SSCP used to be a way to discover new DNA polymorphisms apart from DNA sequencing but is now being supplanted by sequencing techniques on account of efficiency and accuracy.[2] These days, SSCP is most applicable as a diagnostic tool in molecular biology. It can be used in genotyping to detect homozygous individuals of different allelic states, as well as heterozygous individuals that should each demonstrate distinct patterns in an electrophoresis experiment.[3] SSCP is also widely used in virology to detect variations in different strains of a virus, the idea being that a particular virus particle present in both strains will have undergone changes due to mutation, and that these changes will cause the two particles to assume different conformations and, thus, be differentiable on an SSCP gel.[4]

References

  1. Masato Orita; Hiroyuki Iwahana; Hiroshi Knazawa; Kenshi Hayashi; Takato Sekiya (1989). "Detection of the polymorphisms of human DNA by gelelectrophoresis as single-strand conformation polymorphisms". Proc. Natl. Acad. Sci. USA 86 (8): 2766–2770. doi:10.1073/pnas.86.8.2766. PMID 2565038. Bibcode1989PNAS...86.2766O. 

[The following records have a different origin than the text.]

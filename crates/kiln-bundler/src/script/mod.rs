//! Script compilation: parse, check, lint, transform, substitute constants
//! and extract the module skeleton.

pub mod lint;
pub mod minify;
pub mod skeleton;

use std::collections::BTreeMap;
use std::path::Path;
use std::sync::Arc;

use kiln_config::{JsxMode, KilnConfig, LintLevel};
use oxc_allocator::Allocator;
use oxc_codegen::Codegen;
use oxc_parser::{ParseOptions, Parser};
use oxc_semantic::SemanticBuilder;
use oxc_span::SourceType;
use oxc_transformer::{JsxRuntime, TransformOptions, Transformer};
use oxc_transformer_plugins::{ReplaceGlobalDefines, ReplaceGlobalDefinesConfig};
use tracing::trace;

pub use minify::{ScriptMinifyOptions, minify_script};
pub use skeleton::{Skeleton, extract};

use crate::cache::CacheKey;
use crate::diagnostics::{Diagnostic, DiagnosticKind, has_errors};
use crate::env::ClientEnvironment;

/// Converts oxc diagnostics into ours, keeping the first label as location.
macro_rules! convert_errors {
    ($errors:expr, $kind:expr, $file:expr, $source:expr) => {
        $errors
            .iter()
            .map(|err| {
                let mut diag = Diagnostic::error($kind, err.message.to_string()).with_file($file);
                if let Some(offset) = err
                    .labels
                    .as_ref()
                    .and_then(|labels| labels.first())
                    .map(|label| label.offset())
                {
                    diag = diag.with_offset($source, offset);
                }
                if let Some(help) = &err.help {
                    diag = diag.with_help(help.to_string());
                }
                diag
            })
            .collect::<Vec<Diagnostic>>()
    };
}

/// Where a script lives, which decides how much work it gets.
#[derive(Debug, Clone, Copy, PartialEq, Eq, Hash)]
pub enum Origin {
    /// Under the source directory: checked, linted and transformed
    Source,
    /// Local file outside the source directory: checked and transformed
    Local,
    /// Under `node_modules`: parsed and linked only
    Package,
}

/// Options shared by every script of a build.
#[derive(Debug, Clone)]
pub struct ScriptOptions {
    pub target: String,
    pub jsx: JsxMode,
    pub lint: BTreeMap<String, LintLevel>,
    /// `(expression, replacement)` pairs
    pub defines: Vec<(String, String)>,
    /// Replace `__dirname` in source modules
    pub dirname: bool,
}

impl ScriptOptions {
    pub fn new(config: &KilnConfig, env: &ClientEnvironment) -> Self {
        Self {
            target: config.scripts.target.to_ascii_lowercase(),
            jsx: config.scripts.jsx,
            lint: config.scripts.lint.clone(),
            defines: env.defines().to_vec(),
            dirname: config.node.dirname,
        }
    }

    /// Syntax level handed to the transformer. ES5 lowering stops at ES2015.
    fn transform_target(&self) -> &str {
        match self.target.as_str() {
            "es5" | "es3" => "es2015",
            other => other,
        }
    }

    fn fingerprint(&self) -> String {
        let lint: Vec<String> = self.lint.iter().map(|(k, v)| format!("{k}={v}")).collect();
        let defines: Vec<String> = self.defines.iter().map(|(k, v)| format!("{k}={v}")).collect();
        format!(
            "target={};jsx={:?};dirname={};lint={};defines={}",
            self.target,
            self.jsx,
            self.dirname,
            lint.join(","),
            defines.join("\n")
        )
    }
}

/// One script to compile.
#[derive(Debug, Clone)]
pub struct ScriptSource<'a> {
    /// Project-relative path, used in diagnostics
    pub id: &'a str,
    pub path: &'a Path,
    pub source: Arc<String>,
    pub origin: Origin,
}

impl ScriptSource<'_> {
    /// Directory of the module relative to the project root (`__dirname`).
    fn dirname(&self) -> String {
        match self.id.rfind('/') {
            Some(idx) => format!("/{}", &self.id[..idx]),
            None => "/".to_string(),
        }
    }

    pub fn cache_key(&self, options: &ScriptOptions) -> CacheKey {
        let origin = format!("{:?}", self.origin);
        let extension = self
            .path
            .extension()
            .and_then(|e| e.to_str())
            .unwrap_or_default();
        let options = options.fingerprint();
        CacheKey::new([
            self.source.as_bytes(),
            options.as_bytes(),
            origin.as_bytes(),
            extension.as_bytes(),
            self.id.as_bytes(),
        ])
    }
}

/// Output of a successful compilation.
#[derive(Debug, Clone)]
pub struct CompiledScript {
    /// Transformed code; ES module syntax is still present
    pub code: String,
    pub skeleton: Skeleton,
    /// Non-fatal diagnostics (lint warnings)
    pub warnings: Vec<Diagnostic>,
}

/// Compile one script. On failure every diagnostic found is returned.
pub fn compile(
    input: &ScriptSource<'_>,
    options: &ScriptOptions,
) -> Result<CompiledScript, Vec<Diagnostic>> {
    let allocator = Allocator::default();
    let file = input.id;
    let source = &input.source;
    let package = input.origin == Origin::Package;

    let source_type = SourceType::from_path(input.path).unwrap_or_else(|_| SourceType::mjs());
    let mut parsed = Parser::new(&allocator, source, source_type).parse();
    let mut is_module = source_type.is_module();

    if !parsed.errors.is_empty() && source_type.is_javascript() {
        // CommonJS files may use sloppy-mode syntax or a top-level return
        let script = Parser::new(&allocator, source, source_type.with_module(false))
            .with_options(ParseOptions {
                allow_return_outside_function: true,
                ..ParseOptions::default()
            })
            .parse();
        if script.errors.is_empty() && !script.panicked {
            parsed = script;
            is_module = false;
        }
    }

    if !parsed.errors.is_empty() || parsed.panicked {
        let mut diags = convert_errors!(parsed.errors, DiagnosticKind::Syntax, file, source);
        if diags.is_empty() {
            diags.push(Diagnostic::error(DiagnosticKind::Syntax, "Failed to parse").with_file(file));
        }
        return Err(diags);
    }
    let mut program = parsed.program;

    let semantic = SemanticBuilder::new()
        .with_check_syntax_error(!package)
        .build(&program);
    if !package && !semantic.errors.is_empty() {
        return Err(convert_errors!(semantic.errors, DiagnosticKind::Semantic, file, source));
    }
    let mut scoping = semantic.semantic.into_scoping();

    let mut warnings = Vec::new();
    if input.origin == Origin::Source {
        let diags = lint::lint(&program, source, file, &options.lint);
        if has_errors(&diags) {
            return Err(diags);
        }
        warnings = diags;
    }

    if !package {
        let mut transform = TransformOptions::from_target(options.transform_target()).map_err(
            |message| {
                vec![Diagnostic::error(
                    DiagnosticKind::Transform,
                    format!("Unsupported script target '{}': {message}", options.target),
                )
                .with_file(file)]
            },
        )?;
        transform.jsx.jsx_plugin = true;
        transform.jsx.runtime = match options.jsx {
            JsxMode::Classic => JsxRuntime::Classic,
            JsxMode::Automatic => JsxRuntime::Automatic,
        };

        let transformed =
            Transformer::new(&allocator, input.path, &transform).build_with_scoping(scoping, &mut program);
        if !transformed.errors.is_empty() {
            return Err(convert_errors!(
                transformed.errors,
                DiagnosticKind::Transform,
                file,
                source
            ));
        }
        scoping = transformed.scoping;
    }

    let mut defines = options.defines.clone();
    if options.dirname && input.origin == Origin::Source {
        defines.push((
            "__dirname".to_string(),
            serde_json::Value::String(input.dirname()).to_string(),
        ));
    }
    if !defines.is_empty() {
        let config = ReplaceGlobalDefinesConfig::new(&defines).map_err(|errors| {
            convert_errors!(errors, DiagnosticKind::Transform, file, source)
        })?;
        let replaced = ReplaceGlobalDefines::new(&allocator, config).build(scoping, &mut program);
        trace!(file, changed = replaced.changed, "replaced global defines");
    }

    let code = Codegen::new().build(&program).code;
    let skeleton = extract(&code, is_module).map_err(|message| {
        vec![Diagnostic::error(
            DiagnosticKind::Transform,
            format!("Transformed output is not valid JavaScript: {message}"),
        )
        .with_file(file)]
    })?;

    trace!(file, requests = skeleton.requests.len(), "compiled script");
    Ok(CompiledScript {
        code,
        skeleton,
        warnings,
    })
}

/// `module.exports = <json>;` for a JSON module.
pub fn json_module(id: &str, source: &Arc<String>) -> Result<String, Diagnostic> {
    match serde_json::from_str::<serde_json::Value>(source) {
        Ok(value) => Ok(format!("module.exports = {value};\n")),
        Err(err) => Err(Diagnostic::error(
            DiagnosticKind::Syntax,
            format!("Invalid JSON: {err}"),
        )
        .with_file(id)
        .with_position(source, err.line() as u32, err.column() as u32)),
    }
}

#[cfg(test)]
mod tests {
    use super::*;
    use std::path::PathBuf;

    fn options() -> ScriptOptions {
        let mut config = KilnConfig::default();
        config.env.vars.insert("APP_NAME".into(), "Demo".into());
        let env = ClientEnvironment::with_process_vars(&config, Vec::new());
        ScriptOptions::new(&config, &env)
    }

    fn compile_source(id: &str, code: &str, origin: Origin) -> Result<CompiledScript, Vec<Diagnostic>> {
        let path = PathBuf::from("/project").join(id);
        let input = ScriptSource {
            id,
            path: &path,
            source: Arc::new(code.to_string()),
            origin,
        };
        compile(&input, &options())
    }

    #[test]
    fn jsx_and_typescript_are_lowered() {
        let out = compile_source(
            "src/App.tsx",
            "import React from 'react';\ninterface P { n: number }\nexport const App = (p: P) => <div>{p.n}</div>;\n",
            Origin::Source,
        )
        .unwrap();
        assert!(out.code.contains("React.createElement"));
        assert!(!out.code.contains("interface"));
        assert!(out.skeleton.is_esm);
        assert_eq!(out.skeleton.requests[0].specifier, "react");
    }

    #[test]
    fn process_env_and_dirname_are_substituted() {
        let out = compile_source(
            "src/pages/home.js",
            "export const a = process.env.NODE_ENV, b = process.env.APP_NAME, c = __dirname;\n",
            Origin::Source,
        )
        .unwrap();
        assert!(out.code.contains("\"production\""));
        assert!(out.code.contains("\"Demo\""));
        assert!(out.code.contains("\"/src/pages\""));
    }

    #[test]
    fn syntax_errors_carry_positions() {
        let errors = compile_source("src/bad.js", "let a = 1;\nlet b = ;\n", Origin::Source).unwrap_err();
        assert_eq!(errors[0].kind, DiagnosticKind::Syntax);
        assert_eq!(errors[0].file.as_deref(), Some("src/bad.js"));
        assert_eq!(errors[0].line, Some(2));
    }

    #[test]
    fn semantic_errors_are_fatal() {
        let errors = compile_source("src/dup.js", "let a = 1;\nlet a = 2;\n", Origin::Source).unwrap_err();
        assert_eq!(errors[0].kind, DiagnosticKind::Semantic);
    }

    #[test]
    fn lint_errors_only_apply_to_sources() {
        let errors = compile_source("src/dbg.js", "debugger;\n", Origin::Source).unwrap_err();
        assert_eq!(errors[0].rule.as_deref(), Some("no-debugger"));

        assert!(compile_source("node_modules/x/index.js", "debugger;\n", Origin::Package).is_ok());
    }

    #[test]
    fn commonjs_packages_keep_their_shape() {
        let out = compile_source(
            "node_modules/x/index.js",
            "if (process.env.NODE_ENV === 'production') { module.exports = require('./prod'); }\n",
            Origin::Package,
        )
        .unwrap();
        assert!(!out.skeleton.is_esm);
        assert_eq!(out.skeleton.requests[0].specifier, "./prod");
        assert!(out.code.contains("\"production\" === \"production\""));
    }

    #[test]
    fn lint_warnings_are_kept() {
        let out = compile_source("src/l.js", "a: for (;;) { break; }\n", Origin::Source).unwrap();
        assert_eq!(out.warnings.len(), 1);
    }

    #[test]
    fn json_modules() {
        let src = Arc::new("{\"a\": [1, 2]}".to_string());
        assert_eq!(json_module("src/a.json", &src).unwrap(), "module.exports = {\"a\":[1,2]};\n");
        let bad = Arc::new("{\n  \"a\": }".to_string());
        let err = json_module("src/b.json", &bad).unwrap_err();
        assert_eq!(err.line, Some(2));
    }

    #[test]
    fn cache_key_depends_on_origin_and_path() {
        let opts = options();
        let source = Arc::new("export default 1;".to_string());
        let a = ScriptSource {
            id: "src/a.js",
            path: Path::new("/p/src/a.js"),
            source: Arc::clone(&source),
            origin: Origin::Source,
        };
        let b = ScriptSource {
            id: "src/b.js",
            path: Path::new("/p/src/b.js"),
            ..a.clone()
        };
        assert_ne!(a.cache_key(&opts), b.cache_key(&opts));
        assert_eq!(a.cache_key(&opts), a.clone().cache_key(&opts));
    }
}
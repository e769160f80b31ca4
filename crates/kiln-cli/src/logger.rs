//! Tracing subscriber setup for the `kiln` binary.
//!
//! The level is chosen in this order:
//! 1. `--verbose`: debug for every kiln crate
//! 2. `--quiet`: errors only
//! 3. `RUST_LOG`, when set
//! 4. otherwise warnings from the libraries and info from the CLI
//!
//! Logs go to stderr so `kiln build --json` keeps stdout clean.

use tracing_subscriber::{EnvFilter, fmt, layer::SubscriberExt, util::SubscriberInitExt};

const VERBOSE_FILTER: &str = "kiln_bundler=debug,kiln_config=debug,kiln_cli=debug";
const QUIET_FILTER: &str = "kiln_bundler=error,kiln_config=error,kiln_cli=error";
const DEFAULT_FILTER: &str = "kiln_bundler=warn,kiln_config=warn,kiln_cli=info";

/// Filter for the given flags, falling back to `RUST_LOG` and then the default.
pub fn env_filter(verbose: bool, quiet: bool) -> EnvFilter {
    if verbose {
        EnvFilter::new(VERBOSE_FILTER)
    } else if quiet {
        EnvFilter::new(QUIET_FILTER)
    } else {
        EnvFilter::try_from_default_env().unwrap_or_else(|_| EnvFilter::new(DEFAULT_FILTER))
    }
}

/// Install the global subscriber. Call once, before anything logs.
pub fn init_logger(verbose: bool, quiet: bool, no_color: bool) {
    let fmt_layer = fmt::layer()
        .with_writer(std::io::stderr)
        .with_target(false)
        .with_level(true)
        .with_ansi(!no_color && should_use_colors())
        .compact();

    tracing_subscriber::registry()
        .with(env_filter(verbose, quiet))
        .with(fmt_layer)
        .init();
}

/// Whether stderr should get ANSI colors.
///
/// `NO_COLOR` disables and `FORCE_COLOR` enables regardless of the terminal.
pub fn should_use_colors() -> bool {
    if std::env::var_os("NO_COLOR").is_some() {
        return false;
    }
    if std::env::var_os("FORCE_COLOR").is_some() {
        return true;
    }
    console::Term::stderr().features().colors_supported()
}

  2. Tahira, T.; Kukita, Y.; Higasa, K.; Okazaki, Y.; Yoshinaga, A.; Hayashi, K. (2009). Estimation of SNP allele frequencies by SSCP analysis of pooled DNA. Methods in Molecular Biology. 578. pp. 193–207. doi:10.1007/978-1-60327-411-1_12. ISBN 978-1-60327-410-4. 
  3. Michiei Oto; Satoshi Miyake; Yasuhito Yuasa (1993). "Optimization of Nonradioisotopic Single Strand Conformation Polymorphism Analysis with a Conventional Minislab Gel Electrophoresis Apparatus". Analytical Biochemistry 213 (1): 19–22. doi:10.1006/abio.1993.1379. PMID 8238876. 
  4. Karen Sumire Kubo; R. M. Stuart; J. Freitas-Astúa1; R. Antonioli-Luizon; E. C. Locali-Fabris; H. D. Coletta-Filho1; M. A. Machado; E. W. Kitajima (21 May 2009). "Evaluation of the genetic variability of orchid fleck virus by single-strand conformational polymorphism analysis and nucleotide sequencing of a fragment from the nucleocapsid gene". Archives of Virology (Virology Division of the International Union of Microbiological Societies) 154 (6): 1009–14. doi:10.1007/s00705-009-0395-8. PMID 19458901.